Consapevole della propria inferiorità storica, finanziaria, sociale, culturale, tecnologica, si è inserito nel Grande Gioco con una novità allarmante: viaggia su un binario, quindi va più veloce degli altri, e le rotaie parallele sono: guerra mediatica da una parte, e guerra convenzionale dall’altra. E vuole spingere a tutti i costi anche gli altri tre attori ad allargare il conflitto, seguendo il loro gioco. Ma il costo, per Usa, Russia, Cina, sia in termini finanziari che economici, sociali e numero di esistenze è insostenibile. Per battere l’Isis -che è un nemico reale e non è immaginario- è necessario uscire fuori dalla Proxy War e farla tutti in prima persona ma costa troppo. L’Isis lo sa e gongola. Ha un vantaggio immenso rispetto a noi: può permettersi qualunque ammontare di morti senza subire il minimo scossone sociale, anzi. Per noi tutti è diverso. Se domani muoiono, in un’unica giornata, 456 soldati italiani o 578 francesi o 659 inglesi, nelle rispettive patrie si scatena il finimondo.
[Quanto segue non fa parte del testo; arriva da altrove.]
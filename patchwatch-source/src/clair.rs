use std::time::Duration;

use patchwatch_limit::RateLimiter;
use patchwatch_types::{
    Advisory, AdvisorySource, FetchError, Job, JobSink, JobWriter, Package, Platform, Severity,
};
use serde::Deserialize;
use serde::de::DeserializeOwned;
use tokio::sync::mpsc;
use tokio::task::JoinSet;
use tracing::{debug, warn};

/// Page size requested from the summary listing endpoint.
const SUMMARY_PAGE_LIMIT: u32 = 999;

/// How many vulnerability names may sit between the summary producer and the
/// detail fan-out before pagination backpressures.
const NAME_QUEUE_CAPACITY: usize = 64;

const HTTP_TIMEOUT: Duration = Duration::from_secs(30);

/// Location of a Clair v1 API.
#[derive(Debug, Clone)]
pub struct ClairApiV1 {
    pub base_url: String,
}

/// An [`AdvisorySource`] backed by the Clair v1 HTTP API.
///
/// Every upstream request — each summary page and each detail lookup — is
/// gated on one rate-limiter acquisition. Detail lookups fan out
/// concurrently; the limiter in front of the spawn is what bounds them.
#[derive(Clone)]
pub struct ClairStream {
    base_url: String,
    limiter: RateLimiter,
    client: reqwest::Client,
}

impl ClairStream {
    pub fn new(config: ClairApiV1, limiter: RateLimiter) -> Result<Self, reqwest::Error> {
        let client = reqwest::Client::builder()
            .timeout(HTTP_TIMEOUT)
            .user_agent("patchwatch-source/0.1")
            .build()?;

        Ok(Self {
            base_url: config.base_url.trim_end_matches('/').to_string(),
            limiter,
            client,
        })
    }

    /// Coordinator for one fetch: runs the summary producer, fans detail
    /// lookups out into a JoinSet, and fires the terminal only after the
    /// producer has ended and every lookup has drained.
    async fn run(self, platform: Platform, writer: JobWriter) {
        let (name_tx, mut name_rx) = mpsc::channel::<String>(NAME_QUEUE_CAPACITY);
        let sink = writer.sink();

        let summarizer = tokio::spawn({
            let stream = self.clone();
            let sink = sink.clone();
            async move { stream.collect_summaries(platform, name_tx, sink).await }
        });

        let mut lookups: JoinSet<()> = JoinSet::new();
        while let Some(name) = name_rx.recv().await {
            self.limiter.wait().await;
            let stream = self.clone();
            let sink = sink.clone();
            lookups.spawn(async move { stream.describe(platform, name, sink).await });
        }

        while lookups.join_next().await.is_some() {}
        let _ = summarizer.await;

        writer.finish();
        debug!(platform = %platform, "advisory stream complete");
    }

    /// Walk every summary page in order, pushing vulnerability names into the
    /// queue. A failed page surfaces one error and ends enumeration.
    async fn collect_summaries(
        &self,
        platform: Platform,
        names: mpsc::Sender<String>,
        sink: JobSink,
    ) {
        let mut page: Option<String> = None;
        let mut first = true;

        loop {
            if !first {
                self.limiter.wait().await;
            }
            first = false;

            let url = match &page {
                None => format!(
                    "{}/v1/namespaces/{}/vulnerabilities?limit={}",
                    self.base_url,
                    platform.upstream_name(),
                    SUMMARY_PAGE_LIMIT
                ),
                Some(token) => format!(
                    "{}/v1/namespaces/{}/vulnerabilities?page={}&limit={}",
                    self.base_url,
                    platform.upstream_name(),
                    token,
                    SUMMARY_PAGE_LIMIT
                ),
            };

            match self.get_json::<SummaryPage>(&url).await {
                Ok(listing) => {
                    for summary in listing.vulnerabilities {
                        if names.send(summary.name).await.is_err() {
                            // Consumer gone; the fetch was cancelled.
                            return;
                        }
                    }
                    match listing.next_page {
                        Some(token) => page = Some(token),
                        None => return,
                    }
                }
                Err(err) => {
                    warn!(platform = %platform, error = %err, "summary enumeration failed");
                    sink.error(err).await;
                    return;
                }
            }
        }
    }

    /// Look up one vulnerability and emit its normalized advisory.
    ///
    /// Summary names may carry trailing annotations after the identifier;
    /// only the leading whitespace-delimited token names the vulnerability
    /// upstream.
    async fn describe(&self, platform: Platform, raw_name: String, sink: JobSink) {
        let name = raw_name.split_whitespace().next().unwrap_or_default();
        let url = format!(
            "{}/v1/namespaces/{}/vulnerabilities/{}?fixedIn",
            self.base_url,
            platform.upstream_name(),
            name
        );

        match self.get_json::<DetailResponse>(&url).await {
            Ok(response) => match normalize(response.vulnerability, platform) {
                Some(advisory) => {
                    sink.advisory(advisory).await;
                }
                None => debug!(name, "dropping advisory with no fix versions"),
            },
            Err(err) => {
                warn!(name, error = %err, "detail lookup failed");
                sink.error(err).await;
            }
        }
    }

    /// One GET, decoded as either the success shape or the upstream error
    /// envelope.
    async fn get_json<T: DeserializeOwned>(&self, url: &str) -> Result<T, FetchError> {
        let response = self
            .client
            .get(url)
            .send()
            .await
            .map_err(|err| FetchError::Transport(err.to_string()))?;

        match response
            .json::<Envelope<T>>()
            .await
            .map_err(|err| FetchError::Decode(err.to_string()))?
        {
            Envelope::Err(envelope) => Err(FetchError::Upstream(envelope.error.message)),
            Envelope::Ok(value) => Ok(value),
        }
    }
}

impl AdvisorySource for ClairStream {
    fn vulnerabilities(&self, platform: Platform) -> Job {
        let (writer, job) = Job::channel();
        let stream = self.clone();
        tokio::spawn(async move { stream.run(platform, writer).await });
        job
    }
}

fn normalize(detail: Detail, platform: Platform) -> Option<Advisory> {
    if detail.fixed_in.is_empty() {
        return None;
    }

    let fixed_in_packages: Vec<Package> = detail
        .fixed_in
        .into_iter()
        .map(|fix| Package {
            name: fix.name,
            version: fix.version,
        })
        .collect();

    Some(Advisory {
        name: detail.name,
        affected_package_name: fixed_in_packages[0].name.clone(),
        affected_platform_name: platform.upstream_name(),
        details_href: detail.link,
        severity_rating: severity_from_clair(&detail.severity),
        fixed_in_packages,
    })
}

fn severity_from_clair(rating: &str) -> Severity {
    match rating {
        "Negligible" => Severity::Negligible,
        "Low" => Severity::Low,
        "Medium" => Severity::Medium,
        "High" => Severity::High,
        "Critical" => Severity::Critical,
        "Defcon1" => Severity::Urgent,
        _ => Severity::Unknown,
    }
}

// ---------------------------------------------------------------------------
// Wire shapes
// ---------------------------------------------------------------------------

/// Clair responds with either the operation's success shape or a top-level
/// error envelope; the error side is tried first because the success shapes
/// tolerate missing fields.
#[derive(Debug, Deserialize)]
#[serde(untagged)]
enum Envelope<T> {
    Err(ErrorEnvelope),
    Ok(T),
}

#[derive(Debug, Deserialize)]
struct ErrorEnvelope {
    #[serde(rename = "Error")]
    error: ErrorMessage,
}

#[derive(Debug, Deserialize)]
struct ErrorMessage {
    #[serde(rename = "Message")]
    message: String,
}

#[derive(Debug, Deserialize)]
struct SummaryPage {
    #[serde(rename = "Vulnerabilities", default)]
    vulnerabilities: Vec<Summary>,
    #[serde(rename = "NextPage")]
    next_page: Option<String>,
}

#[derive(Debug, Deserialize)]
struct Summary {
    #[serde(rename = "Name")]
    name: String,
}

#[derive(Debug, Deserialize)]
struct DetailResponse {
    #[serde(rename = "Vulnerability")]
    vulnerability: Detail,
}

#[derive(Debug, Deserialize)]
struct Detail {
    #[serde(rename = "Name")]
    name: String,
    #[serde(rename = "Link", default)]
    link: String,
    #[serde(rename = "Severity", default)]
    severity: String,
    #[serde(rename = "FixedIn", default)]
    fixed_in: Vec<FixedIn>,
}

#[derive(Debug, Deserialize)]
struct FixedIn {
    #[serde(rename = "Name")]
    name: String,
    #[serde(rename = "Version")]
    version: String,
}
Quindi esistono due strade, anzi tre: a) rimanere dentro la Proxy War sapendo che sarà eterna; b) uscire dalla Proxy War, eliminare dal gioco l’Isis e sedersi a un tavolo (i tre e i loro satelliti asserviti) per rinegoziare insieme la necessità di un ordine mondiale che presupponga la rinegoziazione di ogni trattato (compresa, va da sé, l’intera Europa, quindi Dublino, Maastricht, Lisbona, Schengen, Istanbul e Bce); c) accettare il gioco dell’Isis.

A naso, stanno scegliendo (quantomeno in Europa) una quarta via: far finta di niente.

Pessima idea.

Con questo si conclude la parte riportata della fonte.